SEM Is Better Because…

  • SEM campaigns start yielding results instantly, while SEO usually takes months.
  • You realize precisely what you are paying for, and you can measure the return on investment (RoI).
  • Your SEM spend won’t suddenly be worth zero when search engines like Google tweak their algorithm
  • once you hit the winning formula. You can keep scaling up your SEM strategy with great ease.
  • It’s in your control and is not determined by the whims of a few Stanford PhDs and their cronies.
  • Most e-commerce businesses observe that, on a per-visitor basis, PPC traffic converts a lot better than organic search traffic.
  • You’re able to control how your manufacturer and other attributes are treated.

So Which One Is Best?

The pros and cons introduced by the lists mentioned above are compelling. E-commerce businesses cannot entirely overlook either SEO or SEM. Below are a few conclusions you can draw:

If your e-commerce website is new, you can’t watch for SEO success to kick in. Consequently, most of one’s resources, say 90%, must be used on SEM exercises, and the residual 10% on SEO.

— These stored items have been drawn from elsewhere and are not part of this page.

// RSA Module - Main module file
// Exports all RSA-related functionality

pub mod bigint;
pub mod codec;
pub mod decrypt;
pub mod encrypt;
pub mod keygen;
pub mod primes;

pub use codec::{decode_message, encode_message, DecodeError, MessageBlocks};
pub use decrypt::decrypt_blocks;
pub use encrypt::{encrypt_blocks, CipherBlocks, EncryptError};
pub use keygen::{
    generate_keypair, KeyGenConfig, KeyGenError, RsaKeyPair, RsaPrivateKey, RsaPublicKey,
};
pub use primes::{sieve_primes, usable_primes};
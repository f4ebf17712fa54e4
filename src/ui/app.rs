// Console Shell
// Interactive menu loop driving the RSA core; owns all session state

use std::io::{self, Write};

use anyhow::{Context, Result};
use rand::rngs::ThreadRng;

use crate::rsa::{
    decode_message, decrypt_blocks, encode_message, encrypt_blocks, generate_keypair,
    CipherBlocks, KeyGenConfig, RsaKeyPair,
};
use crate::util::format::{format_blocks_dec, format_blocks_hex};

/// Session state owned by the menu loop. The core keeps nothing between
/// calls; the current keypair and ciphertext buffer live here.
struct Session {
    keypair: Option<RsaKeyPair>,
    ciphertext: Option<CipherBlocks>,
}

impl Session {
    fn new() -> Self {
        Self {
            keypair: None,
            ciphertext: None,
        }
    }
}

/// Run the interactive menu until the user exits.
pub fn run() -> Result<()> {
    let config = KeyGenConfig::default();
    let mut rng = rand::thread_rng();
    let mut session = Session::new();

    loop {
        println!();
        println!("{}", "=".repeat(40));
        println!("   RSA ENCRYPTION TOOL");
        println!("{}", "=".repeat(40));
        println!("1. [Setup] Generate key pair");
        println!("2. [Operation] Encrypt message");
        println!("3. [Operation] Decrypt current buffer");
        println!("0. Exit");

        let choice = prompt("\nChoose an operation: ")?;

        match choice.as_str() {
            "1" => generate_keys(&config, &mut rng, &mut session),
            "2" => encrypt_message(&mut session)?,
            "3" => decrypt_buffer(&session),
            "0" => {
                println!("Shutting down...");
                break;
            }
            _ => println!("Unknown option."),
        }
    }

    Ok(())
}

fn generate_keys(config: &KeyGenConfig, rng: &mut ThreadRng, session: &mut Session) {
    println!("\n[System] Generating cryptographic keys...");

    match generate_keypair(config, rng) {
        Ok(keypair) => {
            println!(" -> Primes chosen (via sieve): p={}, q={}", keypair.p, keypair.q);
            println!(" -> Modulus n: {}", keypair.public_key.n);
            println!(" -> Phi(n): {}", keypair.totient());
            println!("\n[Success] Keys generated:");
            println!(
                " >> Public (e, n): ({}, {})",
                keypair.public_key.e, keypair.public_key.n
            );
            println!(
                " >> Private (d, n): ({}, {})",
                keypair.private_key.d, keypair.private_key.n
            );

            // A new keypair invalidates any ciphertext from the old one
            session.ciphertext = None;
            session.keypair = Some(keypair);
        }
        Err(e) => println!("[Critical] {}", e),
    }
}

fn encrypt_message(session: &mut Session) -> Result<()> {
    let Some(keypair) = session.keypair.as_ref() else {
        println!("[!] Generate keys first (option 1).");
        return Ok(());
    };

    let text = prompt("Enter the message text: ")?;
    let blocks = encode_message(&text);
    println!("\n[Encoding] Original message: '{}'", text);
    println!("[Encoding] Hex representation: {}", format_blocks_hex(&blocks));

    match encrypt_blocks(&blocks, &keypair.public_key) {
        Ok(cipher) => {
            println!("[Encryption] Cipher blocks: {}", format_blocks_dec(&cipher.blocks));
            session.ciphertext = Some(cipher);
        }
        Err(e) => println!("[Error] {}", e),
    }

    Ok(())
}

fn decrypt_buffer(session: &Session) {
    let (Some(keypair), Some(cipher)) = (session.keypair.as_ref(), session.ciphertext.as_ref())
    else {
        println!("[!] Nothing to decrypt. Encrypt something first.");
        return;
    };

    let blocks = decrypt_blocks(cipher, &keypair.private_key);
    match decode_message(&blocks) {
        Ok(text) => println!("[Decryption] Recovered message: '{}'", text),
        Err(e) => println!("[Error] {}", e),
    }
}

fn prompt(label: &str) -> Result<String> {
    print!("{}", label);
    io::stdout().flush().context("failed to flush stdout")?;

    let mut line = String::new();
    io::stdin()
        .read_line(&mut line)
        .context("failed to read from stdin")?;
    Ok(line.trim().to_string())
}
use std::process;

fn main() {
    if let Err(e) = rsa_cli::ui::app::run() {
        eprintln!("Error running application: {}", e);
        process::exit(1);
    }
}
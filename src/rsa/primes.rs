// Prime Candidate Generation
// Sieve of Eratosthenes bounded by a configured ceiling, filtered by a floor

use super::keygen::KeyGenError;

/// All primes in [2, ceiling] in ascending order, via the sieve of
/// Eratosthenes: mark multiples of each prime starting at its square,
/// collect the indices left standing. Ceilings below 2 yield an empty list.
pub fn sieve_primes(ceiling: u64) -> Vec<u64> {
    if ceiling < 2 {
        return Vec::new();
    }

    let ceiling = ceiling as usize;
    let mut is_prime = vec![true; ceiling + 1];
    is_prime[0] = false;
    is_prime[1] = false;

    let mut i = 2usize;
    while i * i <= ceiling {
        if is_prime[i] {
            let mut multiple = i * i;
            while multiple <= ceiling {
                is_prime[multiple] = false;
                multiple += i;
            }
        }
        i += 1;
    }

    is_prime
        .iter()
        .enumerate()
        .filter(|(_, &p)| p)
        .map(|(n, _)| n as u64)
        .collect()
}

/// Filter the sieve output down to primes strictly above the floor.
/// Fewer than 2 survivors means distinct p and q cannot be drawn, which is
/// fatal to the key-generation attempt.
pub fn usable_primes(all: &[u64], floor: u64) -> Result<Vec<u64>, KeyGenError> {
    let usable: Vec<u64> = all.iter().copied().filter(|&p| p > floor).collect();

    if usable.len() < 2 {
        return Err(KeyGenError::InsufficientCandidates {
            found: usable.len(),
            floor,
        });
    }

    Ok(usable)
}
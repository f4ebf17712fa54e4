// Textbook RSA teaching tool
// Core arithmetic lives in `rsa`; the console shell in `ui` drives it.

pub mod rsa;
pub mod ui;
pub mod util;
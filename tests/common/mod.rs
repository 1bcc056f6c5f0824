#![allow(dead_code)]

use std::sync::atomic::{AtomicUsize, Ordering};
use std::sync::{Arc, Mutex};

use async_trait::async_trait;
use solar_dongle::{MqttBridge, Result, Revertible};

/// In-memory MQTT collaborator that records every operation in order.
#[derive(Default)]
pub struct RecordingBridge {
    ops: Mutex<Vec<String>>,
    published: Mutex<Vec<(String, String)>>,
}

impl RecordingBridge {
    pub fn new() -> Arc<Self> {
        Arc::new(Self::default())
    }

    /// Every publish/subscribe/unsubscribe, in call order, as
    /// `"pub:<topic>"` / `"sub:<topic>"` / `"unsub:<topic>"`.
    pub fn ops(&self) -> Vec<String> {
        self.ops.lock().unwrap().clone()
    }

    pub fn published(&self) -> Vec<(String, String)> {
        self.published.lock().unwrap().clone()
    }

    /// Payloads published to one topic.
    pub fn published_to(&self, topic: &str) -> Vec<String> {
        self.published
            .lock()
            .unwrap()
            .iter()
            .filter(|(t, _)| t == topic)
            .map(|(_, p)| p.clone())
            .collect()
    }

    pub fn publish_count(&self) -> usize {
        self.published.lock().unwrap().len()
    }
}

#[async_trait]
impl MqttBridge for RecordingBridge {
    async fn publish(&self, topic: &str, payload: &str) -> Result<()> {
        self.ops.lock().unwrap().push(format!("pub:{topic}"));
        self.published
            .lock()
            .unwrap()
            .push((topic.to_string(), payload.to_string()));
        Ok(())
    }

    async fn subscribe(&self, topic: &str) -> Result<()> {
        self.ops.lock().unwrap().push(format!("sub:{topic}"));
        Ok(())
    }

    async fn unsubscribe(&self, topic: &str) -> Result<()> {
        self.ops.lock().unwrap().push(format!("unsub:{topic}"));
        Ok(())
    }
}

/// Rollback target counting how often it was reverted.
#[derive(Default)]
pub struct RollbackSpy(AtomicUsize);

impl RollbackSpy {
    pub fn new() -> Arc<Self> {
        Arc::new(Self::default())
    }

    pub fn count(&self) -> usize {
        self.0.load(Ordering::SeqCst)
    }
}

impl Revertible for RollbackSpy {
    fn revert(&self) {
        self.0.fetch_add(1, Ordering::SeqCst);
    }
}

pub fn init_tracing() {
    let _ = tracing_subscriber::fmt().with_test_writer().try_init();
}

As time progresses and you find some SEO success, you can gradually increase the allocation of resources to SEO.

Considering that there will be something you want to promote “today,” you will have to lean on paid traffic forever. In the long run, you can desire to stabilize at a 50-50 investment in SEO and SEM activities.

Word of Caution

Getting stuck in an SEM-only approach is straightforward, as that’s what bears fruit initially. But the cost per click might soon rise to levels your business might not be able to sustain. So it is good to construct your organic leg too. Also, SEO is turning out to be an irritatingly moving target. Think of using content marketing as an SEO approach. It sure seems like content marketing has lots of steam left.